The Infrastructure Investment and Jobs Act aims to employ equitable solutions including promoting healthy and sustainable transportation options for the millions of Americans who depend on the reliability of the nation’s roads, highways and bridges, according to a White House press release.

Under the proposals included in the package, Texas would receive $26.9 billion for federal-aid highway apportioned programs and $537 million for bridge replacement and repairs that hone in on climate change mitigation and prioritize safety for motorists, cyclists and pedestrians alike.

Further, Texas can compete for an additional $12.5 billion under the bill’s “Bridge Investment Program” for bridges of economic significance and around $16 billion in funds earmarked for major projects that entail substantial economic benefits to communities.

The legislation also contains provisions to improve public transportation in the state, where 12% of transit vehicles are past their intended lifespan. Based on formula funding, Texans would receive around $3.3 billion over five years to improve public transportation options across the state.

Another key provision included in the legislation pertains to the Biden administration’s push to expand the practicality of electric vehicles nationwide by investing in charging networks.
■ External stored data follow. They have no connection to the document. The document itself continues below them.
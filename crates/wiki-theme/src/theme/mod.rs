//! Theme preference values and system color-mode detection.
//!
//! This module provides:
//!
//! - [`ThemePreference`]: The light/dark enum persisted in the preference cookie
//! - [`OsPreference`]: A [`SystemPreference`](crate::surface::SystemPreference)
//!   backed by the operating system theme
//! - [`set_theme_detector`]: Process-wide override for the OS detector

mod preference;
mod system;

pub use preference::{ParsePreferenceError, ThemePreference};
pub use system::{reset_theme_detector, set_theme_detector, OsPreference};
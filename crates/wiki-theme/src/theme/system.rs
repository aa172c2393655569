//! Operating system color-mode detection for native hosts.

use once_cell::sync::Lazy;
use std::sync::Mutex;

use super::preference::ThemePreference;
use crate::surface::SystemPreference;

type ThemeDetector = fn() -> Option<ThemePreference>;

static THEME_DETECTOR: Lazy<Mutex<ThemeDetector>> = Lazy::new(|| Mutex::new(os_theme_detector));

/// Overrides the detector used to determine whether the user prefers a light or dark theme.
///
/// This is useful for testing or when you want to force a specific color mode.
/// Returning `None` simulates a platform with no color-mode signal.
pub fn set_theme_detector(detector: ThemeDetector) {
    let mut guard = THEME_DETECTOR
        .lock()
        .unwrap_or_else(|poisoned| poisoned.into_inner());
    *guard = detector;
}

/// Restores the built-in OS detector.
pub fn reset_theme_detector() {
    set_theme_detector(os_theme_detector);
}

pub(crate) fn detect_color_mode() -> Option<ThemePreference> {
    let detector = THEME_DETECTOR
        .lock()
        .unwrap_or_else(|poisoned| poisoned.into_inner());
    (*detector)()
}

#[cfg(not(target_arch = "wasm32"))]
fn os_theme_detector() -> Option<ThemePreference> {
    use dark_light::{detect as detect_os_theme, Mode as OsThemeMode};

    match detect_os_theme() {
        OsThemeMode::Dark => Some(ThemePreference::Dark),
        OsThemeMode::Light => Some(ThemePreference::Light),
    }
}

#[cfg(target_arch = "wasm32")]
fn os_theme_detector() -> Option<ThemePreference> {
    None
}

/// System preference source backed by the operating system theme.
///
/// Native hosts (server-side rendering, previews, tests) use this in place
/// of the browser's `prefers-color-scheme` media query.
#[derive(Debug, Clone, Copy, Default)]
pub struct OsPreference;

impl SystemPreference for OsPreference {
    fn prefers_dark(&self) -> Option<bool> {
        detect_color_mode().map(ThemePreference::is_dark)
    }
}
The bipartisan infrastructure package includes $7.5 billion for investments to the first-ever national network of EV chargers, of which Texas could see around $408 million over five years for its own vehicle charging network.

Texas would also be eligible for federal grants of up to $2.5 billion dedicated to additional EV charging expansion throughout the 3,233 miles of interstate highways in the state.
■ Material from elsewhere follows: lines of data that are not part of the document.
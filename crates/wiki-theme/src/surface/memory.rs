//! In-memory host surfaces.

use std::cell::{Cell, RefCell};
use std::collections::BTreeSet;

use time::OffsetDateTime;

use super::{CookieJar, DocumentSurface, SystemPreference};
use crate::cookie::parse_assignment;

/// A cookie store that behaves like `document.cookie`.
///
/// Assignments replace the previous value for the same name, keep insertion
/// order otherwise, and remove the cookie when they carry a past expiry.
/// Every assignment is also recorded so callers can check what was written.
#[derive(Debug, Default)]
pub struct MemoryCookieJar {
    cookies: RefCell<Vec<(String, String)>>,
    writes: RefCell<Vec<String>>,
}

impl MemoryCookieJar {
    pub fn new() -> Self {
        Self::default()
    }

    /// Creates a jar pre-populated from a header such as `a=1; b=2`.
    pub fn with_header(header: &str) -> Self {
        let cookies = header
            .split(';')
            .filter_map(|pair| {
                let (name, value) = pair.trim().split_once('=')?;
                Some((name.to_string(), value.to_string()))
            })
            .collect();
        Self {
            cookies: RefCell::new(cookies),
            writes: RefCell::new(Vec::new()),
        }
    }

    /// Assignments written through [`CookieJar::set_cookie`], oldest first.
    pub fn writes(&self) -> Vec<String> {
        self.writes.borrow().clone()
    }

    /// Current value of `name`, if set.
    pub fn get(&self, name: &str) -> Option<String> {
        self.cookies
            .borrow()
            .iter()
            .find(|(n, _)| n == name)
            .map(|(_, v)| v.clone())
    }
}

impl CookieJar for MemoryCookieJar {
    fn cookie_header(&self) -> String {
        self.cookies
            .borrow()
            .iter()
            .map(|(name, value)| format!("{name}={value}"))
            .collect::<Vec<_>>()
            .join("; ")
    }

    fn set_cookie(&self, assignment: &str) {
        self.writes.borrow_mut().push(assignment.to_string());

        let Some(parsed) = parse_assignment(assignment, OffsetDateTime::now_utc()) else {
            return;
        };
        let mut cookies = self.cookies.borrow_mut();
        let existing = cookies.iter().position(|(n, _)| *n == parsed.name);
        match (existing, parsed.expired) {
            (Some(idx), true) => {
                cookies.remove(idx);
            }
            (Some(idx), false) => cookies[idx].1 = parsed.value,
            (None, true) => {}
            (None, false) => cookies.push((parsed.name, parsed.value)),
        }
    }
}

/// A document with a root class list and an optional checkbox.
#[derive(Debug)]
pub struct MemoryDocument {
    root_classes: RefCell<BTreeSet<String>>,
    toggle: Option<(String, Cell<bool>)>,
    loading: Cell<bool>,
}

impl MemoryDocument {
    /// A fully parsed document without a toggle control.
    pub fn new() -> Self {
        Self {
            root_classes: RefCell::new(BTreeSet::new()),
            toggle: None,
            loading: Cell::new(false),
        }
    }

    /// Adds a checkbox with the given id, initially unchecked.
    pub fn with_toggle(mut self, id: impl Into<String>) -> Self {
        self.toggle = Some((id.into(), Cell::new(false)));
        self
    }

    /// Starts the document in the `loading` ready state.
    pub fn loading(self) -> Self {
        self.loading.set(true);
        self
    }

    /// Moves the document out of the `loading` state.
    pub fn finish_loading(&self) {
        self.loading.set(false);
    }

    /// Simulates the user clicking the checkbox; returns the new checked state.
    ///
    /// Does nothing and returns `None` when there is no control.
    pub fn click_toggle(&self) -> Option<bool> {
        let (_, checked) = self.toggle.as_ref()?;
        checked.set(!checked.get());
        Some(checked.get())
    }

    /// Root element classes in sorted order.
    pub fn root_classes(&self) -> Vec<String> {
        self.root_classes.borrow().iter().cloned().collect()
    }
}

impl Default for MemoryDocument {
    fn default() -> Self {
        Self::new()
    }
}

impl DocumentSurface for MemoryDocument {
    fn has_root_class(&self, class: &str) -> bool {
        self.root_classes.borrow().contains(class)
    }

    fn add_root_class(&self, class: &str) {
        self.root_classes.borrow_mut().insert(class.to_string());
    }

    fn remove_root_class(&self, class: &str) {
        self.root_classes.borrow_mut().remove(class);
    }

    fn is_loading(&self) -> bool {
        self.loading.get()
    }

    fn toggle_checked(&self, id: &str) -> Option<bool> {
        match &self.toggle {
            Some((toggle_id, checked)) if toggle_id == id => Some(checked.get()),
            _ => None,
        }
    }

    fn set_toggle_checked(&self, id: &str, checked: bool) -> bool {
        match &self.toggle {
            Some((toggle_id, state)) if toggle_id == id => {
                state.set(checked);
                true
            }
            _ => false,
        }
    }
}

/// A settable system preference.
///
/// `FixedPreference::unavailable()` models a host without media-query support.
#[derive(Debug, Default)]
pub struct FixedPreference {
    dark: Cell<Option<bool>>,
}

impl FixedPreference {
    pub fn dark() -> Self {
        Self::reporting(Some(true))
    }

    pub fn light() -> Self {
        Self::reporting(Some(false))
    }

    pub fn unavailable() -> Self {
        Self::reporting(None)
    }

    pub fn reporting(dark: Option<bool>) -> Self {
        Self {
            dark: Cell::new(dark),
        }
    }

    /// Changes the reported preference, as the OS would before firing a change event.
    pub fn set(&self, dark: Option<bool>) {
        self.dark.set(dark);
    }
}

impl SystemPreference for FixedPreference {
    fn prefers_dark(&self) -> Option<bool> {
        self.dark.get()
    }
}
#![cfg_attr(feature = "fail-on-warnings", deny(warnings))]
#![warn(clippy::all, clippy::pedantic, clippy::nursery, clippy::cargo)]
#![allow(clippy::multiple_crate_versions, clippy::cargo_common_metadata)]

//! Accident severity taxonomy and calendar types.
//!
//! This crate defines the closed severity taxonomy that every free-text
//! accident-type label is classified into, plus the weekday axis used by
//! the temporal summaries.

use serde::{Deserialize, Serialize};
use strum_macros::{AsRefStr, Display, EnumString};

/// Severity of a traffic accident.
///
/// Labels that do not match any configured alias are
/// [`Severity::Unclassified`] rather than an error.
#[derive(
    Debug,
    Clone,
    Copy,
    PartialEq,
    Eq,
    PartialOrd,
    Ord,
    Hash,
    Serialize,
    Deserialize,
    Display,
    EnumString,
    AsRefStr,
)]
pub enum Severity {
    /// Vehicle or property damage with no reported injuries
    #[serde(rename = "Property Damage Only")]
    #[strum(serialize = "Property Damage Only")]
    PropertyDamageOnly,
    /// At least one person injured
    #[serde(rename = "Injury")]
    #[strum(serialize = "Injury")]
    Injury,
    /// At least one fatality
    #[serde(rename = "Fatal")]
    #[strum(serialize = "Fatal")]
    Fatal,
    /// Label not present in the alias table
    #[serde(rename = "Unclassified")]
    #[strum(serialize = "Unclassified")]
    Unclassified,
}

impl Severity {
    /// Returns `true` for every severity except [`Severity::Unclassified`].
    #[must_use]
    pub const fn is_classified(self) -> bool {
        !matches!(self, Self::Unclassified)
    }

    /// Returns all variants of this enum.
    #[must_use]
    pub const fn all() -> &'static [Self] {
        &[
            Self::PropertyDamageOnly,
            Self::Injury,
            Self::Fatal,
            Self::Unclassified,
        ]
    }
}

/// Day of the week, ordered Monday through Sunday.
#[derive(
    Debug,
    Clone,
    Copy,
    PartialEq,
    Eq,
    PartialOrd,
    Ord,
    Hash,
    Serialize,
    Deserialize,
    Display,
    EnumString,
    AsRefStr,
)]
pub enum Weekday {
    Monday,
    Tuesday,
    Wednesday,
    Thursday,
    Friday,
    Saturday,
    Sunday,
}

impl Weekday {
    /// Returns all seven days in calendar order, Monday first.
    #[must_use]
    pub const fn all() -> &'static [Self] {
        &[
            Self::Monday,
            Self::Tuesday,
            Self::Wednesday,
            Self::Thursday,
            Self::Friday,
            Self::Saturday,
            Self::Sunday,
        ]
    }
}

impl From<chrono::Weekday> for Weekday {
    fn from(day: chrono::Weekday) -> Self {
        match day {
            chrono::Weekday::Mon => Self::Monday,
            chrono::Weekday::Tue => Self::Tuesday,
            chrono::Weekday::Wed => Self::Wednesday,
            chrono::Weekday::Thu => Self::Thursday,
            chrono::Weekday::Fri => Self::Friday,
            chrono::Weekday::Sat => Self::Saturday,
            chrono::Weekday::Sun => Self::Sunday,
        }
    }
}

#[cfg(test)]
mod tests {
    use std::str::FromStr as _;

    use super::*;

    #[test]
    fn severity_labels_match_taxonomy() {
        let labels: Vec<String> = Severity::all().iter().map(ToString::to_string).collect();
        assert_eq!(
            labels,
            ["Property Damage Only", "Injury", "Fatal", "Unclassified"]
        );
    }

    #[test]
    fn severity_parses_from_label() {
        assert_eq!(
            Severity::from_str("Property Damage Only").unwrap(),
            Severity::PropertyDamageOnly
        );
        assert!(Severity::from_str("PD").is_err());
    }

    #[test]
    fn only_unclassified_is_unclassified() {
        for severity in Severity::all() {
            assert_eq!(
                severity.is_classified(),
                *severity != Severity::Unclassified,
                "{severity:?}"
            );
        }
    }

    #[test]
    fn weekdays_in_calendar_order() {
        let days = Weekday::all();
        assert_eq!(days.len(), 7);
        assert_eq!(days[0], Weekday::Monday);
        assert_eq!(days[6], Weekday::Sunday);
        assert!(days.windows(2).all(|w| w[0] < w[1]));
    }

    #[test]
    fn converts_chrono_weekday() {
        assert_eq!(Weekday::from(chrono::Weekday::Fri), Weekday::Friday);
        assert_eq!(Weekday::from(chrono::Weekday::Sun).to_string(), "Sunday");
    }
}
In Texas, 14% of households lack an internet subscription and 4% of residents live in areas where there is no broadband infrastructure under the Federal Communications Commission’s benchmark. Accordingly, Texas could expect a minimum allocation of $100 million to help provide broadband coverage across the state and 29% of residents would be eligible for the “Affordability Connectivity Benefit,” a provision to help low-income families afford internet access.

The bipartisan infrastructure package would also allocate $2.9 billion over five years, based on the traditional state revolving fund formula, for Texans’ water infrastructure initiatives in an effort to eliminate lead service lines and pipes across the country. Roughly $1.2 billion in funds over five years would also be assigned for airport infrastructure development in Texas under the bill’s provisions.

“For rural communities that lack adequate access to high-speed internet, the bipartisan Infrastructure Investment and Jobs Act delivers broadband to rural homes, communities and businesses across the country — increasing access to jobs, education, health care, banking, and markets for farmers and rural small businesses,” Agriculture Secretary Tom Vilsack said in a written statement. “It also upgrades our power infrastructure, improves drinking water, and connects rural communities through upgraded roads and bridges.”

Another key tenet of the bipartisan packages distributes funds to strengthen states’ cybersecurity infrastructure. Under this provision, Texas would be issued $42 million to help protect against cyberattacks. 

Lastly, the bill includes funds to dampen the impacts of climate change and extreme weather events for Texas, which have already cost the state around $200 billion in damages over the last 10 years. Texas’ power grid would receive a $3.5 billion national investment in weatherization to reduce residents’ energy costs and $53 million over five years to protect against wildfires.